The PEOPLE of the State of New York, Respondent, v. Thomas J. D'ANGELO, Appellant.

Decided: November 26, 1997

Before CARDONA, P.J., and WHITE, CASEY, SPAIN and CARPINELLO, JJ. Harvey & Di Bella Harvey (Susan Di Bella Harvey, of counsel), Glens Falls, for appellant. Sterling T. Goodspeed, District Attorney, Lake George, for respondent.

Appeal from a judgment of the County Court of Warren County (Moynihan Jr., J.), rendered June 6, 1996, upon a verdict convicting defendant of the crime of driving while intoxicated.

Defendant challenges his felony conviction of the crime of driving while intoxicated on the ground that the verdict was against the weight of the evidence and that County Court erred in denying his request to suppress evidence of his refusal to take a breathalyzer test.   For the reasons that follow, we reject defendant's arguments and affirm.

 Under Vehicle and Traffic Law § 1194(2)(f), a defendant's refusal to submit to a chemical test is admissible in a trial based upon a violation of Vehicle and Traffic Law § 1192 provided it is shown that “the person was given sufficient warning * * * of the effect of such refusal and that the person persisted in the refusal”.   Defendant claims that there was insufficient proof that he persisted in refusing to take a breathalyzer test.   The record does not support his argument for it shows that, following his arrest, defendant was taken to the City of Glens Falls Police Station, arriving at around 5:00 A.M. on June 1, 1995, where he was immediately provided with the requisite warning.   Defendant initially agreed to take the test but, upon learning that he was going to be charged with a felony, changed his mind stating to the officer “What's the point?”   The police then reread the warning to him, eliciting an unintelligible mumble from defendant who lay down on a bench and went to sleep.   At 5:37 A.M. and 5:47 A.M., the arresting officer unsuccessfully attempted to rouse defendant to ask him to take the test.   In our view, defendant's words and conduct clearly evince a persistent refusal to submit to a breathalyzer test (see, People v. Massong, 105 A.D.2d 1154, 1155, 482 N.Y.S.2d 601).

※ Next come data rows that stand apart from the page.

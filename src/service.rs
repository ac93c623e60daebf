//! Request-level facade over the pipeline
//!
//! Each operation loads (or reuses) the city's history, runs the stages it
//! needs and returns a plain serializable record tagged with the historical
//! tier that fed it. Models are trained per request; only the history and
//! coordinates are cached.

use chrono::NaiveDate;
use serde::Serialize;
use std::sync::Arc;
use tracing::{info, instrument, warn};

use crate::alerts::{self, RiskAlertEngine};
use crate::config::WeatherwiseConfig;
use crate::error::{Result, WeatherwiseError};
use crate::forecast::{ForecastEngine, MAX_FORECAST_DAYS};
use crate::history::HistoricalDataProvider;
use crate::location_resolver::CoordinateResolver;
use crate::models::{AlertAssessment, Coordinate, DataSource, ExtremeDay, ForecastDay, HistoricalSeries, Observation};
use crate::outfit::OutfitRecommender;
use crate::weather::{Geocoder, IpLocator, IpLookupClient, OpenMeteoClient, WeatherSource};

pub const MIN_HISTORY_DAYS: usize = 7;
pub const MAX_HISTORY_DAYS: usize = 90;
pub const MAX_RECOMMEND_DAYS: usize = 7;

#[derive(Debug, Clone, Serialize)]
pub struct HistoryResponse {
    pub city: String,
    pub data_source: DataSource,
    pub history: Vec<Observation>,
}

#[derive(Debug, Clone, Serialize)]
pub struct ForecastResponse {
    pub city: String,
    pub days: usize,
    pub forecast: Vec<ForecastDay>,
    pub data_source: DataSource,
}

#[derive(Debug, Clone, Serialize)]
pub struct AlertsResponse {
    pub city: String,
    pub alerts: Vec<AlertAssessment>,
    pub data_source: DataSource,
}

#[derive(Debug, Clone, Serialize)]
pub struct SummaryResponse {
    pub city: String,
    pub extremes: Vec<ExtremeDay>,
    pub data_source: DataSource,
}

#[derive(Debug, Clone, Serialize)]
pub struct RecommendResponse {
    pub city: String,
    pub for_date: NaiveDate,
    pub recommendations: Vec<String>,
    pub data_source: DataSource,
}

#[derive(Debug, Clone, Serialize)]
pub struct RefreshResponse {
    pub refreshed: bool,
    pub data_source: DataSource,
}

#[derive(Debug, Clone, Serialize)]
pub struct LocateResponse {
    pub city: String,
    pub coordinate: Coordinate,
    pub nearest_city: String,
    /// City name reported by IP geolocation, when the caller was located by address
    #[serde(skip_serializing_if = "Option::is_none")]
    pub detected_city: Option<String>,
}

fn check_range(name: &str, value: usize, min: usize, max: usize) -> Result<()> {
    if (min..=max).contains(&value) {
        Ok(())
    } else {
        Err(WeatherwiseError::validation(format!(
            "{name} must be between {min} and {max}, got {value}"
        )))
    }
}

/// Owns every pipeline stage
pub struct WeatherService {
    resolver: Arc<CoordinateResolver>,
    provider: HistoricalDataProvider,
    forecaster: ForecastEngine,
    risk: RiskAlertEngine,
    outfit: OutfitRecommender,
    ip_locator: Option<Arc<dyn IpLocator>>,
}

impl WeatherService {
    /// Service backed by the Open-Meteo client and the IP geolocation chain
    pub fn new(config: &WeatherwiseConfig) -> Result<Self> {
        let client = Arc::new(OpenMeteoClient::new(&config.weather)?);
        let ip_locator = Arc::new(IpLookupClient::new(&config.ip_lookup)?);
        Ok(Self::with_clients(config, client.clone(), client).with_ip_locator(ip_locator))
    }

    /// Service backed by caller-supplied geocoding and weather sources
    pub fn with_clients(
        config: &WeatherwiseConfig,
        geocoder: Arc<dyn Geocoder>,
        source: Arc<dyn WeatherSource>,
    ) -> Self {
        let resolver = Arc::new(CoordinateResolver::new(
            geocoder,
            config.cache.coordinate_capacity,
            config.data.default_city.clone(),
        ));
        let provider = HistoricalDataProvider::new(
            Arc::clone(&resolver),
            Arc::clone(&source),
            &config.data,
            config.cache.series_capacity,
        );
        let forecaster = ForecastEngine::new(
            Arc::clone(&resolver),
            source,
            config.retry.clone(),
            config.model.clone(),
        );
        Self {
            resolver,
            provider,
            forecaster,
            risk: RiskAlertEngine::new(&config.model),
            outfit: OutfitRecommender::new(),
            ip_locator: None,
        }
    }

    /// Locate callers by their public IP address when `locate` gets no city
    #[must_use]
    pub fn with_ip_locator(mut self, locator: Arc<dyn IpLocator>) -> Self {
        self.ip_locator = Some(locator);
        self
    }

    async fn forecast_for(&self, city: &str, days: usize) -> Result<(Arc<HistoricalSeries>, Vec<ForecastDay>)> {
        let history = self.provider.load(city).await;
        let forecast = self.forecaster.forecast(&history, days, city).await?;
        Ok((history, forecast))
    }

    /// Trailing `days` observations of the city's history
    #[instrument(skip(self))]
    pub async fn history(&self, city: &str, days: usize) -> Result<HistoryResponse> {
        check_range("days", days, MIN_HISTORY_DAYS, MAX_HISTORY_DAYS)?;
        let series = self.provider.load(city).await;
        Ok(HistoryResponse {
            city: city.to_string(),
            data_source: series.source(),
            history: series.tail(days).to_vec(),
        })
    }

    #[instrument(skip(self))]
    pub async fn forecast(&self, city: &str, days: usize) -> Result<ForecastResponse> {
        let (history, forecast) = self.forecast_for(city, days).await?;
        Ok(ForecastResponse {
            city: city.to_string(),
            days,
            forecast,
            data_source: history.source(),
        })
    }

    #[instrument(skip(self))]
    pub async fn alerts(&self, city: &str, days: usize) -> Result<AlertsResponse> {
        let (history, forecast) = self.forecast_for(city, days).await?;
        Ok(AlertsResponse {
            city: city.to_string(),
            alerts: self.risk.assess(&history, &forecast),
            data_source: history.source(),
        })
    }

    #[instrument(skip(self))]
    pub async fn alerts_summary(&self, city: &str, days: usize) -> Result<SummaryResponse> {
        let (history, forecast) = self.forecast_for(city, days).await?;
        let assessments = self.risk.assess(&history, &forecast);
        Ok(SummaryResponse {
            city: city.to_string(),
            extremes: alerts::summarize_extremes(&forecast, &assessments),
            data_source: history.source(),
        })
    }

    /// Outfit for the first forecast day
    #[instrument(skip(self))]
    pub async fn recommend(&self, city: &str, days: usize) -> Result<RecommendResponse> {
        check_range("days", days, 1, MAX_RECOMMEND_DAYS.min(MAX_FORECAST_DAYS))?;
        let (history, forecast) = self.forecast_for(city, days).await?;
        let first = forecast
            .first()
            .ok_or_else(|| WeatherwiseError::insufficient("forecast is empty"))?;
        Ok(RecommendResponse {
            city: city.to_string(),
            for_date: first.date,
            recommendations: self.outfit.recommend(
                first.temperature_c,
                first.precipitation_mm,
                first.wind_speed_ms,
                first.humidity,
            ),
            data_source: history.source(),
        })
    }

    /// Drop the cached history and acquire it again
    #[instrument(skip(self))]
    pub async fn refresh(&self, city: &str) -> RefreshResponse {
        let series = self.provider.refresh(city).await;
        info!(city, source = %series.source(), "history refreshed");
        RefreshResponse {
            refreshed: true,
            data_source: series.source(),
        }
    }

    /// Tier of the cached history, if the city has been loaded
    pub async fn data_source(&self, city: &str) -> Option<DataSource> {
        self.provider.cached_source(city).await
    }

    /// Resolved coordinate and nearest named place.
    ///
    /// A blank `city` locates the caller by IP address when an IP locator is
    /// configured, and otherwise resolves the default city.
    #[instrument(skip(self))]
    pub async fn locate(&self, city: &str) -> LocateResponse {
        let city = if city.trim().is_empty() {
            if let Some(located) = self.locate_caller().await {
                return located;
            }
            self.resolver.default_city()
        } else {
            city
        };
        let coordinate = self.resolver.resolve(city).await;
        LocateResponse {
            city: city.to_string(),
            coordinate,
            nearest_city: self.resolver.nearest_city(coordinate).await,
            detected_city: None,
        }
    }

    async fn locate_caller(&self) -> Option<LocateResponse> {
        let locator = self.ip_locator.as_ref()?;
        let location = match locator.locate().await {
            Ok(location) => location,
            Err(e) => {
                warn!(error = %e, "IP geolocation failed, using default city");
                return None;
            }
        };
        let Some(name) = self.resolver.city_for_location(&location).await else {
            warn!(reported = ?location.city, "IP location could not be named, using default city");
            return None;
        };
        let coordinate = match location.coordinate {
            Some(coordinate) => coordinate,
            None => self.resolver.resolve(&name).await,
        };
        info!(city = %name, "caller located by IP address");
        Some(LocateResponse {
            city: name.clone(),
            coordinate,
            nearest_city: name,
            detected_city: location.city,
        })
    }
}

When we examine a verdict to determine if it is against the weight of the evidence, we weigh the evidence in light of the elements of the crime as charged and make our own independent determination regarding the probative force of the conflicting testimony and the relative strength of the conflicting inferences that may be drawn from the testimony.   If it appears that the trier of fact failed to give the evidence the weight it should be accorded, we may set aside the verdict (see, People v. Noble, 86 N.Y.2d 814, 815, 633 N.Y.S.2d 469, 657 N.E.2d 490;  People v. Bleakley, 69 N.Y.2d 490, 515 N.Y.S.2d 761, 508 N.E.2d 672).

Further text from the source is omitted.